My reasons for doing so have been based on the Bible’s teaching, especially that the nation state is God’s creation.

Conscious of the injunction in Romans 12:18 to “live peaceably with all men” as far as possible, I felt quite sad that, during the referendum campaign, I found myself opposed to some remainers whom I really quite liked and most regretted having to be battling against.

Mrs May viewed Brexit as a problem to be solved rather than an opportunity to be grasped

So I am longing to see the bitterness in our nation come to an end. Yet even among Christians, when it comes to Brexit, there is division, as well as in the nation at large.

I don’t think this is caused by Brexit per se but by the way Mrs May and her team mishandled it, because she viewed Brexit as a problem to be solved rather than an opportunity to be grasped.

I am now a most reluctant ‘no-dealer’, because her three wasted years mean that there isn’t time to consider any of the other less divisive options which might have seen us leave perhaps less cleanly – with enough of a break to satisfy leavers but without the uncertainties which have fuelled the machinations of the hard-line remainers.

God’s providence

However, I do believe that it was God’s kindness to our undeserving nation that we voted to leave the EU three years ago. We certainly don’t deserve any divine favours, given our national apostasy and rebellion against the Word of God in recent years.

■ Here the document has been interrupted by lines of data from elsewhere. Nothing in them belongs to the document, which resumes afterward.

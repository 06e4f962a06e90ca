//! Schema data model: typed field descriptors for ITCH-style messages.
//!
//! A `MsgSpec` is the post-load description of one message type: an ordered
//! field list with precomputed offsets and a total length. These structs are
//! immutable after the catalog is built and are shared read-only across the
//! decoder and the retransmission client.

use thiserror::Error;

/// Field kind tag. Integer variants are fixed-width big-endian; `String` and
/// `Binary` carry a caller-provided fixed byte length.
#[derive(Debug, Clone, Copy, PartialEq, Eq)]
pub enum FieldType {
    Char,
    UInt8,
    UInt16,
    UInt32,
    UInt64,
    Int16,
    Int32,
    Int64,
    String,
    Binary,
}

/// Raised when a schema source names a type tag this protocol does not know.
#[derive(Debug, Clone, PartialEq, Eq, Error)]
#[error("unknown field type tag: {0:?}")]
pub struct UnknownFieldType(pub String);

impl FieldType {
    /// Intrinsic wire width for fixed-width variants. `String`/`Binary`
    /// return `None`: their size comes from the schema.
    pub fn fixed_width(self) -> Option<u8> {
        match self {
            FieldType::Char | FieldType::UInt8 => Some(1),
            FieldType::UInt16 | FieldType::Int16 => Some(2),
            FieldType::UInt32 | FieldType::Int32 => Some(4),
            FieldType::UInt64 | FieldType::Int64 => Some(8),
            FieldType::String | FieldType::Binary => None,
        }
    }

    /// Parse the schema-source tag (`"uint32"`, `"string"`, ...).
    pub fn parse(tag: &str) -> Result<Self, UnknownFieldType> {
        match tag {
            "char" => Ok(FieldType::Char),
            "uint8" => Ok(FieldType::UInt8),
            "uint16" => Ok(FieldType::UInt16),
            "uint32" => Ok(FieldType::UInt32),
            "uint64" => Ok(FieldType::UInt64),
            "int16" => Ok(FieldType::Int16),
            "int32" => Ok(FieldType::Int32),
            "int64" => Ok(FieldType::Int64),
            "string" => Ok(FieldType::String),
            "binary" => Ok(FieldType::Binary),
            other => Err(UnknownFieldType(other.to_string())),
        }
    }
}

/// One field within a message layout.
///
/// `offset` is the cumulative size of all preceding fields; the catalog
/// builder computes it, callers never set it by hand.
#[derive(Debug, Clone, PartialEq, Eq)]
pub struct FieldSpec {
    pub name: String,
    pub ty: FieldType,
    pub size: u8,
    pub offset: u32,
}

/// Post-load description of one message type.
///
/// Invariant: `total_length` equals the sum of all field sizes, and field
/// offsets form the prefix sum of the sizes in declaration order.
#[derive(Debug, Clone, PartialEq, Eq)]
pub struct MsgSpec {
    pub msg_type: u8,
    pub total_length: u32,
    pub fields: Vec<FieldSpec>,
}
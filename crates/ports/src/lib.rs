//! ports - 抽象 trait 层
//!
//! 编排层依赖的基础设施接口：共享缓存存储和上游数据源

mod cache;
mod upstream;

pub use cache::*;
pub use upstream::*;
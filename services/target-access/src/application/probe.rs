//! 上游健康检查
//!
//! 与刷新编排相同的缓存形式，固定键 `ping`，有效期以秒计。过期时尝试
//! 打开并立即关闭一个上游连接。

use std::sync::Arc;
use std::time::Duration;

use chrono::Utc;
use taa_common::{
    CacheValue, ISPYB_PING_COUNTER_KEY, PING_CACHE_KEY, PING_COUNTER_KEY, PING_NOT_OK, PING_OK,
};
use taa_ports::{CacheStore, UpstreamProbe};
use tokio::sync::Mutex;
use tracing::{info, warn};

use super::entry;

pub struct AvailabilityProbe {
    store: Arc<dyn CacheStore>,
    probe: Option<Arc<dyn UpstreamProbe>>,
    ttl: Duration,
    gate: Mutex<()>,
}

impl AvailabilityProbe {
    /// 没有上游时健康状态始终为 `NOT OK`
    pub fn new(
        store: Arc<dyn CacheStore>,
        probe: Option<Arc<dyn UpstreamProbe>>,
        ttl: Duration,
    ) -> Self {
        Self {
            store,
            probe,
            ttl,
            gate: Mutex::new(()),
        }
    }

    /// 当前健康状态：`OK` 或 `NOT OK`
    pub async fn status(self: &Arc<Self>) -> String {
        entry::bump(&*self.store, PING_COUNTER_KEY).await;

        if let Some(status) = self.cached().await {
            return status;
        }

        let this = Arc::clone(self);
        match tokio::spawn(async move { this.check().await }).await {
            Ok(status) => status,
            Err(e) => {
                warn!(error = %e, "Health check task failed");
                PING_NOT_OK.to_string()
            }
        }
    }

    async fn check(&self) -> String {
        let _gate = self.gate.lock().await;
        if let Some(status) = self.cached().await {
            return status;
        }

        let healthy = match &self.probe {
            Some(probe) => {
                entry::bump(&*self.store, ISPYB_PING_COUNTER_KEY).await;
                probe.probe().await
            }
            None => false,
        };
        let status = if healthy { PING_OK } else { PING_NOT_OK };
        info!(status, "Upstream health checked");

        entry::write(
            &*self.store,
            PING_CACHE_KEY,
            CacheValue::Text(status.to_string()),
            Utc::now(),
        )
        .await;
        status.to_string()
    }

    async fn cached(&self) -> Option<String> {
        let (value, refreshed_at) = entry::read(&*self.store, PING_CACHE_KEY).await;
        let status = value?.as_text()?.to_string();
        let refreshed_at = refreshed_at?;
        entry::is_fresh(refreshed_at, self.ttl, Utc::now()).then_some(status)
    }
}
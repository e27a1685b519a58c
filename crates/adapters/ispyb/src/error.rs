//! ISPyB 错误类型

use thiserror::Error;

#[derive(Debug, Error)]
pub enum IspybError {
    /// 隧道无法建立
    #[error("Tunnel error: {0}")]
    Tunnel(String),

    /// 数据库握手用尽重试次数
    #[error("Connection error: {0}")]
    Connection(String),

    /// 存储过程没有返回任何行
    #[error("No result")]
    NoResult,

    /// 已连接状态下的数据层故障
    #[error("Retrieve error: {0}")]
    Retrieve(String),
}

impl IspybError {
    pub fn tunnel(msg: impl Into<String>) -> Self {
        Self::Tunnel(msg.into())
    }

    pub fn connection(msg: impl Into<String>) -> Self {
        Self::Connection(msg.into())
    }

    pub fn retrieve(msg: impl Into<String>) -> Self {
        Self::Retrieve(msg.into())
    }
}

pub type IspybResult<T> = Result<T, IspybError>;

Have we been able to discern God’s providence in the three years of muddle which followed the historic vote to leave?  I believe so.

Firstly, given the solid pro-EU stance of the majority of Labour MPs and activists since the late 1980s, it was inconceivable that a leaver could ever have been chosen as Labour Party leader. For all Jeremy Corbyn’s many faults, his lack of enthusiasm for the EU has certainly assisted the Brexit cause.

Equally unlikely was the decision of the American people in 2017 to choose an anglophile president who ardently supported Brexit and disliked the EU.

Threefold rejection

Then there has been the miraculous threefold rejection of Mrs May’s disastrous Withdrawal Agreement, which would actually have been a legally binding treaty, tying us into the EU without a voice.

Meanwhile, the most fanatical attempts of remainers to derail the process have failed – both in the courts and in their efforts to secure a second referendum or the overturning of Article 50. Instead of rising up in anger, the public mood has swung increasingly towards leaving, wanting the politicians to “just get on with it.”

Yet from a human perspective, there is still a long way to go before we can be confident of a genuine Brexit.  There were rumours that Boris Johnson would try to persuade the EU to abandon the backstop and then to try to push through what would still be a recycled version of Mrs May’s deal through Parliament.

It will take just one day outside the Common Fisheries Policy for us never to want to rejoin

The EU has insisted that the backstop is not negotiable, and some influential Tory MPs are very alert to the Withdrawal Agreement’s many other totally unsatisfactory features, including the defence tie-up, the surrender of our fishing industry, the ongoing role of the European Court of Justice and the difficulties of moving on from the restrictions of the transition period to a much looser relationship.

‘No deal’

The economic consequences of a ‘no-deal’ Brexit (see Will Brexit bring economic death or glory?) are not likely to last long, but the benefits will stay.

In fact, I believe that it will take just one day outside the Common Fisheries Policy, and free to set our own tariffs, for us never to want to rejoin the EU.  This is why the remain campaign is getting so desperate. Once we leave, not many ordinary people who voted remain are likely to become ‘rejoiners’. They just want life to move on.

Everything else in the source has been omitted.